High Z-buffer precision is something that we take for granted these days. Since the introduction of reversed floating-point Z-buffering (and, assuming you use the standard tricks like camera-relative transforms), most depth precision issues are a thing of the past. You ask the rasterizer to throw triangles at the screen and, almost magically, and they appear at the right place and in the right order.
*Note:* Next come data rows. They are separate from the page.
//! Weaving statistics: accumulators and their frozen snapshots.
//!
//! Levels, leaves first:
//! - Record: one weaving attempt
//! - Method: records of one method or accessor
//! - Property: a getter and a setter method
//! - Class: methods and properties of one class
//! - Module: classes of one module
//! - Assembly: modules of the binary plus the fatal-exception slot
//!
//! The driver walks the target depth-first. When a scope closes it freezes
//! that scope's accumulator and appends the snapshot to the parent.

pub mod assembly;
pub mod class;
pub mod freeze;
pub mod method;
pub mod module;
pub mod property;
pub mod record;
pub mod shared;

// Re-export main types
pub use assembly::{AssemblyAccumulator, AssemblyStatistics};
pub use class::{ClassAccumulator, ClassStatistics};
pub use freeze::{Freeze, WeavingRecorder, WeavingSummary, WeavingTotals};
pub use method::{MethodAccumulator, MethodStatistics};
pub use module::{ModuleAccumulator, ModuleStatistics};
pub use property::{PropertyAccumulator, PropertyStatistics};
pub use record::{FailureCause, WeavingOutcome, WeavingRecord};
pub use shared::SharedAssemblyAccumulator;
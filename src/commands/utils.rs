use crate::output::read_report;
use crate::statistics::WeavingSummary;
use crate::utils::config::SCHEMA_VERSION;
use anyhow::{Context, Result};
use std::path::Path;

/// Validate a report JSON file
pub fn validate_report_file(file_path: &Path) -> Result<()> {
    println!("Validating report: {}", file_path.display());

    let report = read_report(file_path)
        .with_context(|| format!("Invalid report {}", file_path.display()))?;
    let stats = &report.statistics;
    let totals = stats.totals();

    println!("✓ Valid weaving report");
    println!("  Version: {}", report.version);
    println!("  Generated: {}", report.generated_at);
    println!("  Assembly: {}", stats.name());
    println!("  Modules: {}", stats.module_count());
    println!("  Attempts: {} ({} failed)", totals.attempts, totals.failures);
    println!("  Complete: {}", stats.is_complete());

    Ok(())
}

/// Display schema information
pub fn display_schema(show_details: bool) {
    println!("Weaving Report Schema");
    println!("Current Version: {}", SCHEMA_VERSION);
    println!();

    if show_details {
        println!("Schema Structure:");
        println!("  version: string              - Schema version (e.g., '1.0.0')");
        println!("  generated_at: string         - ISO 8601 timestamp");
        println!("  statistics: object           - Assembly statistics");
        println!("    name: string               - Assembly name");
        println!("    fatal_exception: object?   - Cause that aborted the pass");
        println!("    modules: array             - Modules in weaving order");
        println!("      name: string             - Module name");
        println!("      classes: array           - Classes in weaving order");
        println!("        name: string           - Fully qualified class name");
        println!("        methods: array         - Method statistics");
        println!("        properties: array      - Property statistics (getter, setter)");
        println!("          records: array       - Weaving attempts");
        println!("            target: string     - Method or accessor touched");
        println!("            advice: array      - Advice names in application order");
        println!("            outcome: object    - status: succeeded | failed, cause?");
    } else {
        println!("Use --show for detailed schema information");
    }
}

/// Display version information
pub fn display_version() {
    println!("Weave Stats v{}", env!("CARGO_PKG_VERSION"));
    println!("Report Schema: v{}", SCHEMA_VERSION);
    println!();
    println!("Weaving statistics aggregation and reporting.");
}
//! Serialized append point for drivers that weave modules in parallel.
//!
//! Each worker owns its own module accumulator and only touches the shared
//! assembly when it hands over a frozen module. That hand-over (and the fatal
//! slot) is the only place a lock is taken.

use super::assembly::{AssemblyAccumulator, AssemblyStatistics};
use super::freeze::Freeze;
use super::module::ModuleStatistics;
use super::record::FailureCause;
use crate::utils::error::StatisticsError;
use parking_lot::Mutex;

#[derive(Debug)]
pub struct SharedAssemblyAccumulator {
    inner: Mutex<AssemblyAccumulator>,
}

impl SharedAssemblyAccumulator {
    pub fn new(name: impl Into<String>) -> Self {
        Self::from(AssemblyAccumulator::new(name))
    }

    pub fn add_module_statistics(&self, stats: ModuleStatistics) {
        self.inner.lock().add_module_statistics(stats);
    }

    /// Same write-once policy as [`AssemblyAccumulator::set_fatal_exception`]
    pub fn set_fatal_exception(
        &self,
        cause: impl Into<FailureCause>,
    ) -> Result<(), StatisticsError> {
        self.inner.lock().set_fatal_exception(cause)
    }

    /// Hand the accumulator back to a single owner
    pub fn into_inner(self) -> AssemblyAccumulator {
        self.inner.into_inner()
    }
}

impl From<AssemblyAccumulator> for SharedAssemblyAccumulator {
    fn from(accumulator: AssemblyAccumulator) -> Self {
        Self {
            inner: Mutex::new(accumulator),
        }
    }
}

impl Freeze for SharedAssemblyAccumulator {
    type Snapshot = AssemblyStatistics;

    fn freeze(self) -> AssemblyStatistics {
        self.into_inner().freeze()
    }
}
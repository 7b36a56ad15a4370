//! Command catalog file loading.
//!
//! Catalogs are JSON documents of the shape
//! `{"commands": [{"template": "Vklopi sistem"}, ...]}` so that the
//! recognized command set can be edited without rebuilding.

use anyhow::Context;
use serde::{Deserialize, Serialize};
use std::fs;
use std::path::Path;

/// One catalog entry.
#[derive(Debug, Clone, Serialize, Deserialize)]
pub struct CatalogEntry {
    pub template: String,
}

/// On-disk command catalog.
#[derive(Debug, Clone, Default, Serialize, Deserialize)]
pub struct CommandCatalog {
    #[serde(default)]
    pub commands: Vec<CatalogEntry>,
}

impl CommandCatalog {
    /// Template strings in catalog order.
    pub fn templates(&self) -> Vec<String> {
        self.commands.iter().map(|c| c.template.clone()).collect()
    }
}

/// Load the template strings from a JSON catalog file.
pub fn load_catalog_file(path: impl AsRef<Path>) -> anyhow::Result<Vec<String>> {
    let path = path.as_ref();
    let raw = fs::read_to_string(path)
        .with_context(|| format!("reading catalog: {}", path.display()))?;
    let catalog: CommandCatalog =
        serde_json::from_str(&raw).with_context(|| format!("parsing catalog: {}", path.display()))?;
    Ok(catalog.templates())
}

#[cfg(test)]
mod tests {
    use super::*;

    #[test]
    fn parses_catalog_json() {
        let raw = r#"{
            "commands": [
                {"template": "Vklopi sistem"},
                {"template": "Nastavi temperaturo na <temperature> stopinj"}
            ]
        }"#;
        let catalog: CommandCatalog = serde_json::from_str(raw).expect("valid json");
        assert_eq!(
            catalog.templates(),
            vec![
                "Vklopi sistem".to_string(),
                "Nastavi temperaturo na <temperature> stopinj".to_string()
            ]
        );
    }

    #[test]
    fn missing_commands_key_is_an_empty_catalog() {
        let catalog: CommandCatalog = serde_json::from_str("{}").expect("valid json");
        assert!(catalog.templates().is_empty());
    }
}
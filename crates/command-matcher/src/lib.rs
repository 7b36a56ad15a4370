//! Slovene voice-command matching
//!
//! This crate turns a transcribed utterance into a resolved catalog action:
//! the utterance is normalized, scored against every compiled command
//! template, and the winning template's slots are filled by parsing spoken
//! Slovene numerals out of the captured text.

mod catalog;
mod error;
mod matcher;
mod normalize;
mod numerals;
mod similarity;
mod template;

pub use catalog::{load_catalog_file, CatalogEntry, CommandCatalog};
pub use error::{MatchError, NumberParseError, TemplateError};
pub use matcher::{CommandMatcher, RecognizedAction, SlotValue, DEFAULT_THRESHOLD};
pub use normalize::{normalize, transliterate};
pub use numerals::parse_number;
pub use similarity::{PartialRatio, Similarity};
pub use template::CommandTemplate;
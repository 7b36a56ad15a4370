use thiserror::Error;

/// No integer could be derived from spoken-number text.
#[derive(Debug, Clone, PartialEq, Eq, Error)]
#[error("cannot parse number from '{text}'")]
pub struct NumberParseError {
    /// The text that exhausted every parsing strategy.
    pub text: String,
}

/// Utterance recognition failure.
#[derive(Debug, Clone, PartialEq, Eq, Error)]
pub enum MatchError {
    #[error("no command matches '{utterance}' (best score={best_score})")]
    NoMatch { utterance: String, best_score: u8 },
    #[error("command catalog is empty")]
    EmptyCatalog,
}

/// A template whose synthesized pattern cannot be compiled, e.g. a slot
/// name repeated within one template.
#[derive(Debug, Clone, Error)]
#[error("invalid command template '{template}': {reason}")]
pub struct TemplateError {
    pub template: String,
    pub reason: String,
}
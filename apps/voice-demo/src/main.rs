//! Heat-Pump Voice Command Demo
//!
//! This application demonstrates end-to-end voice command processing:
//! Transcription → Normalization → Template Matching → Slot Parsing →
//! Action Dispatch (against a mock register bank)

use anyhow::Result;
use clap::Parser;
use std::io::{self, Write};
use std::path::PathBuf;
use tracing::info;

use command_matcher::{load_catalog_file, CommandMatcher, MatchError, DEFAULT_THRESHOLD};
use heatpump_registry::{ActionRegistry, MockRegisters, RegisterAddress};

#[derive(Parser)]
#[command(name = "voice-demo")]
#[command(about = "Kronoterm Heat-Pump Voice Command Demo")]
struct Args {
    /// Recognize and execute a single utterance
    #[arg(long)]
    test_command: Option<String>,

    /// Interactive mode (read utterances from stdin)
    #[arg(long)]
    interactive: bool,

    /// Similarity threshold for accepting a command
    #[arg(long, default_value_t = DEFAULT_THRESHOLD)]
    threshold: u8,

    /// Recognize against a JSON catalog file instead of the built-in
    /// command set (recognition only, no dispatch)
    #[arg(long)]
    catalog: Option<PathBuf>,
}

#[tokio::main]
async fn main() -> Result<()> {
    setup_tracing();

    let args = Args::parse();

    info!("🎤 Starting heat-pump voice command demo");

    let registry = ActionRegistry::slovene_default();
    let (matcher, dispatch) = match &args.catalog {
        Some(path) => {
            let templates = load_catalog_file(path)?;
            (CommandMatcher::new(templates)?, false)
        }
        None => (CommandMatcher::new(registry.templates())?, true),
    };

    let registers = demo_registers();

    if let Some(utterance) = &args.test_command {
        run_utterance(utterance, &matcher, &registry, &registers, &args, dispatch).await?;
    } else if args.interactive {
        run_interactive(&matcher, &registry, &registers, &args, dispatch).await?;
    } else {
        run_demo_commands(&matcher, &registry, &registers, &args, dispatch).await?;
    }

    info!("✅ Voice demo completed");
    Ok(())
}

/// Register bank preset so status queries have something to report.
fn demo_registers() -> MockRegisters {
    MockRegisters::new()
        .with_value(RegisterAddress::SYSTEM_STATUS, 1)
        .with_value(RegisterAddress::OPERATING_MODE, 0)
        .with_value(RegisterAddress::OUTSIDE_TEMP, 85)
        .with_value(RegisterAddress::DHW_TEMP, 482)
        .with_value(RegisterAddress::CURRENT_HP_LOAD, 37)
}

async fn run_utterance(
    utterance: &str,
    matcher: &CommandMatcher,
    registry: &ActionRegistry,
    registers: &MockRegisters,
    args: &Args,
    dispatch: bool,
) -> Result<()> {
    println!("🎤 \"{utterance}\"");

    match matcher.recognize_with_threshold(utterance, args.threshold) {
        Ok(recognized) => {
            println!("✓ Recognized: {}", recognized.action_id);
            if !recognized.parameters.is_empty() {
                println!("  Parameters: {:?}", recognized.parameters);
            }
            if dispatch {
                match registry.dispatch(&recognized, registers).await {
                    Ok(response) => println!("🔊 {response}"),
                    Err(err) => println!("❌ Dispatch failed: {err}"),
                }
            }
        }
        Err(MatchError::NoMatch { best_score, .. }) => {
            println!("🔊 Oprostite, tega ukaza ne razumem. (best score {best_score})");
        }
        Err(err) => println!("❌ {err}"),
    }

    Ok(())
}

async fn run_interactive(
    matcher: &CommandMatcher,
    registry: &ActionRegistry,
    registers: &MockRegisters,
    args: &Args,
    dispatch: bool,
) -> Result<()> {
    println!("🎤 Interactive heat-pump voice demo");
    println!("Type Slovene commands and press Enter (or 'quit' to exit):");
    println!("Examples:");
    println!("  - 'vklopi sistem'");
    println!("  - 'kakšna je zunanja temperatura'");
    println!("  - 'nastavi temperaturo sanitarne vode na petinštirideset stopinj'");
    println!("  - 'izklopi drugi ogrevalni krog'");
    println!();

    let stdin = io::stdin();
    let mut stdout = io::stdout();

    loop {
        print!("🎤 Command: ");
        stdout.flush()?;

        let mut input = String::new();
        stdin.read_line(&mut input)?;
        let command = input.trim();

        if command.eq_ignore_ascii_case("quit") || command.eq_ignore_ascii_case("exit") {
            break;
        }

        if !command.is_empty() {
            run_utterance(command, matcher, registry, registers, args, dispatch).await?;
            println!();
        }
    }

    Ok(())
}

async fn run_demo_commands(
    matcher: &CommandMatcher,
    registry: &ActionRegistry,
    registers: &MockRegisters,
    args: &Args,
    dispatch: bool,
) -> Result<()> {
    let demo_commands = [
        "vklopi sistem",
        "kakšna je zunanja temperatura",
        "nastavi temperaturo sanitarne vode na petinštirideset stopinj",
        "hej prosim segrej sanitarno vodo na štirideset stopinj",
        "nastavi temperaturo prostora ena na dvaindvajset stopinj",
        "izklopi drugi ogrevalni krog",
        "kakšno je vreme danes",
    ];

    println!(
        "🎤 Running voice command demo with {} utterances",
        demo_commands.len()
    );
    println!();

    for (i, command) in demo_commands.iter().enumerate() {
        println!("{}/{}", i + 1, demo_commands.len());
        run_utterance(command, matcher, registry, registers, args, dispatch).await?;
        println!();
    }

    println!("🎉 Demo completed!");
    Ok(())
}

fn setup_tracing() {
    let _ = tracing_subscriber::fmt()
        .with_env_filter(tracing_subscriber::EnvFilter::from_default_env())
        .try_init();
}
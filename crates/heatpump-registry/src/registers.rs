//! Heat-pump controller holding registers.

use serde::{Deserialize, Serialize};

/// Modbus holding-register address, 1-based as printed in the vendor
/// register map.
#[derive(Debug, Clone, Copy, PartialEq, Eq, Hash, Serialize, Deserialize)]
pub struct RegisterAddress(pub u16);

impl RegisterAddress {
    pub const SYSTEM_ON: Self = Self(2000);
    pub const SYSTEM_STATUS: Self = Self(2001);
    pub const OPERATING_MODE: Self = Self(2002);
    pub const OPERATING_REGIME: Self = Self(2003);
    pub const PROGRAM_SELECT: Self = Self(2004);
    pub const PROGRAM_MODE: Self = Self(2005);
    pub const RESERVE_SOURCE: Self = Self(2006);
    pub const ALTERNATIVE_SOURCE: Self = Self(2007);
    pub const DEFROST_MODE: Self = Self(2008);
    pub const CURRENT_HP_LOAD: Self = Self(2009);
    pub const OUTSIDE_TEMP: Self = Self(2010);

    pub const DHW_TARGET_TEMP: Self = Self(2023);
    pub const DHW_CURRENT_TARGET_TEMP: Self = Self(2024);
    pub const DHW_MODE_SELECT: Self = Self(2025);
    pub const DHW_SCHEDULE_STATUS: Self = Self(2026);
    pub const DHW_TEMP: Self = Self(2027);
    pub const DHW_QUICK_HEAT: Self = Self(2028);
    pub const DHW_QUICK_HEAT_ENABLE: Self = Self(2029);

    pub fn to_int(self) -> u16 {
        self.0
    }
}

/// One of the four heating loops of the controller.
#[derive(Debug, Clone, Copy, PartialEq, Eq, Hash, Serialize, Deserialize)]
pub enum HeatingLoop {
    One,
    Two,
    Three,
    Four,
}

impl HeatingLoop {
    pub const ALL: [Self; 4] = [Self::One, Self::Two, Self::Three, Self::Four];

    pub fn index(self) -> u16 {
        match self {
            Self::One => 1,
            Self::Two => 2,
            Self::Three => 3,
            Self::Four => 4,
        }
    }

    /// Loop register blocks start at 2100 and repeat every 20 registers.
    fn base(self) -> u16 {
        2100 + (self.index() - 1) * 20
    }

    pub fn target_room_temp(self) -> RegisterAddress {
        RegisterAddress(self.base())
    }

    pub fn current_target_room_temp(self) -> RegisterAddress {
        RegisterAddress(self.base() + 1)
    }

    pub fn mode_select(self) -> RegisterAddress {
        RegisterAddress(self.base() + 2)
    }

    pub fn schedule_status(self) -> RegisterAddress {
        RegisterAddress(self.base() + 3)
    }

    pub fn temp_sensor(self) -> RegisterAddress {
        RegisterAddress(self.base() + 4)
    }
}

/// Sign-extend a raw 16-bit register word to a signed value.
pub fn sign_extend(raw: u16) -> i32 {
    i32::from(raw as i16)
}

#[cfg(test)]
mod tests {
    use super::*;

    #[test]
    fn sign_extension() {
        assert_eq!(sign_extend(0), 0);
        assert_eq!(sign_extend(255), 255);
        assert_eq!(sign_extend(0xFFFF), -1);
        assert_eq!(sign_extend(0xFF6A), -150); // -15.0 degrees in tenths
    }

    #[test]
    fn loop_blocks_do_not_overlap() {
        let mut seen = std::collections::HashSet::new();
        for lp in HeatingLoop::ALL {
            for addr in [
                lp.target_room_temp(),
                lp.current_target_room_temp(),
                lp.mode_select(),
                lp.schedule_status(),
                lp.temp_sensor(),
            ] {
                assert!(seen.insert(addr), "duplicate register {addr:?}");
            }
        }
    }
}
There are many existing articles concerning Z-buffer precision (1, 2, 3, 4, 5, 6, 7, the last one being my favorite), as well as sections in the Real-Time Rendering and the Foundations of Game Engine Development books. So, why bother writing another one? While there is nothing wrong with the intuition and the results presented there, I find the numerical analysis part (specifically, its presentation) somewhat lacking. It is clear that "the quasi-logarithmic distribution of floating-point somewhat cancels the \(1/z\) nonlinearity", but what does that mean exactly? What is happening at the binary level? Is the resulting distribution of depth values linear? Logarithmic? Or is it something else entirely? Even after reading all these articles, I still had these nagging questions that made me feel that I had failed to achieve what Jim Blinn would call the ultimate understanding of the concept.
In short, we know that reversed Z-buffering is good, and we know why it is good; what we would like to know is what good really means. This blog post is not meant to replace the existing articles but, rather, to complement them.